We are an independent Australian book-publishing house that I founded more than 30 years ago, and I can tell you that we – and fellow independents – would suffer the most if your suggestion was adopted by the federal government. My own company is regarded as an industry leader (we have twice won the Small Publisher of the Year award), and I assure you that the foreign-owned publishers you excoriate would cope, but that the independents would be placed in severe jeopardy. We all depend on territorial copyright to support and buttress our overall publishing programme; without it, our turnover and profitability would plunge, we would have little to sell or buy, and diminished means to do so. This would have a knock-on negative effect on Australian authors, independent booksellers, book printers, writers' festivals, the media, and the Australian reading public.

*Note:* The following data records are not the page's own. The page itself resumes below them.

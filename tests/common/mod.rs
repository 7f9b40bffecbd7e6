//! Shared utilities for integration testing.
#![allow(dead_code)]

use std::future::Future;
use std::net::SocketAddr;
use std::sync::{Arc, Mutex};
use std::time::Duration;

use tokio::io::{AsyncReadExt, AsyncWriteExt};
use tokio::net::{TcpListener, TcpStream};

use framelink::config::{ListenerConfig, SessionConfig};
use framelink::{Client, Listener};

/// Session settings with small keys and short timeouts.
pub fn test_session() -> SessionConfig {
    let mut config = SessionConfig {
        confirmation_timeout_ms: 2_000,
        graceful_disconnect_timeout_ms: 2_000,
        end_to_end_timeout_ms: 5_000,
        ..SessionConfig::default()
    };
    config.encryption.rsa_key_bits = 1024;
    config
}

pub fn listener_config(encrypted: bool) -> ListenerConfig {
    ListenerConfig {
        bind_address: "127.0.0.1:0".to_string(),
        max_connections: 64,
        encrypted,
    }
}

/// Fail the test instead of hanging.
pub async fn within<F: Future>(future: F) -> F::Output {
    tokio::time::timeout(Duration::from_secs(15), future)
        .await
        .expect("operation did not finish in time")
}

/// A listener plus one client connected to it, and the accepted side.
pub async fn connected_pair(session: SessionConfig, encrypted: bool) -> (Listener, Client, Arc<Client>) {
    let listener = Listener::open(&listener_config(encrypted), session.clone())
        .await
        .unwrap();

    let client = Client::new(session, encrypted);
    within(client.connect(listener.local_addr(), None)).await.unwrap();
    let accepted = within(listener.next_client(None)).await.unwrap();
    (listener, client, accepted)
}

/// A peer that accepts one socket, reads everything and never answers.
pub async fn start_silent_peer() -> SocketAddr {
    let listener = TcpListener::bind("127.0.0.1:0").await.unwrap();
    let addr = listener.local_addr().unwrap();

    tokio::spawn(async move {
        if let Ok((mut socket, _)) = listener.accept().await {
            let mut sink = [0u8; 4096];
            while let Ok(n) = socket.read(&mut sink).await {
                if n == 0 {
                    break;
                }
            }
        }
    });
    addr
}

/// A TCP relay in front of `target` that records every byte it forwards.
pub async fn start_recording_relay(target: SocketAddr) -> (SocketAddr, Arc<Mutex<Vec<u8>>>) {
    let listener = TcpListener::bind("127.0.0.1:0").await.unwrap();
    let addr = listener.local_addr().unwrap();
    let recorded = Arc::new(Mutex::new(Vec::new()));

    let tap = Arc::clone(&recorded);
    tokio::spawn(async move {
        while let Ok((inbound, _)) = listener.accept().await {
            let outbound = TcpStream::connect(target).await.unwrap();
            let (in_read, in_write) = inbound.into_split();
            let (out_read, out_write) = outbound.into_split();
            tokio::spawn(pipe(in_read, out_write, Arc::clone(&tap)));
            tokio::spawn(pipe(out_read, in_write, Arc::clone(&tap)));
        }
    });
    (addr, recorded)
}

async fn pipe(
    mut from: tokio::net::tcp::OwnedReadHalf,
    mut to: tokio::net::tcp::OwnedWriteHalf,
    tap: Arc<Mutex<Vec<u8>>>,
) {
    let mut buf = [0u8; 4096];
    loop {
        match from.read(&mut buf).await {
            Ok(0) | Err(_) => break,
            Ok(n) => {
                tap.lock().unwrap().extend_from_slice(&buf[..n]);
                if to.write_all(&buf[..n]).await.is_err() {
                    break;
                }
            }
        }
    }
    let _ = to.shutdown().await;
}

pub fn contains(haystack: &[u8], needle: &[u8]) -> bool {
    haystack.windows(needle.len()).any(|window| window == needle)
}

Ironically, if parallel imports were allowed, the country as a whole would be more subject to the whims of multinational publishers – not less. Only this time, the decisions would be made in New York, and not in Sydney or Melbourne. And the booksellers that would benefit most would be from the big end of town.
Believe it or not, there is no certainty, or even likelihood, despite the Productivity Commission’s best efforts, that allowing the parallel imports of books would lower prices. The government has already implicitly accepted this point, as has the so-called Coalition for Cheaper Books, which has sniffed the political wind and has abandoned its previous fervid advocacy for this change.
Even your example of Amazon sales is wrong. Amazon and other on-line booksellers would continue to have a GST-free competitive advantage, even if parallel imports were allowed. The argument is not about on-line sales vs bookshop sales. It is about local bookshops' access to foreign-originated ‘product’. In particular, it is about a grab for increased market share by Dymocks and huge retailers such as Woolworths.
I wish you had informed yourself about this subject adequately before campaigning on it, and then allowing your name to be used – by lobbyists for the big chains – on the wrong side of a vital argument for the nation.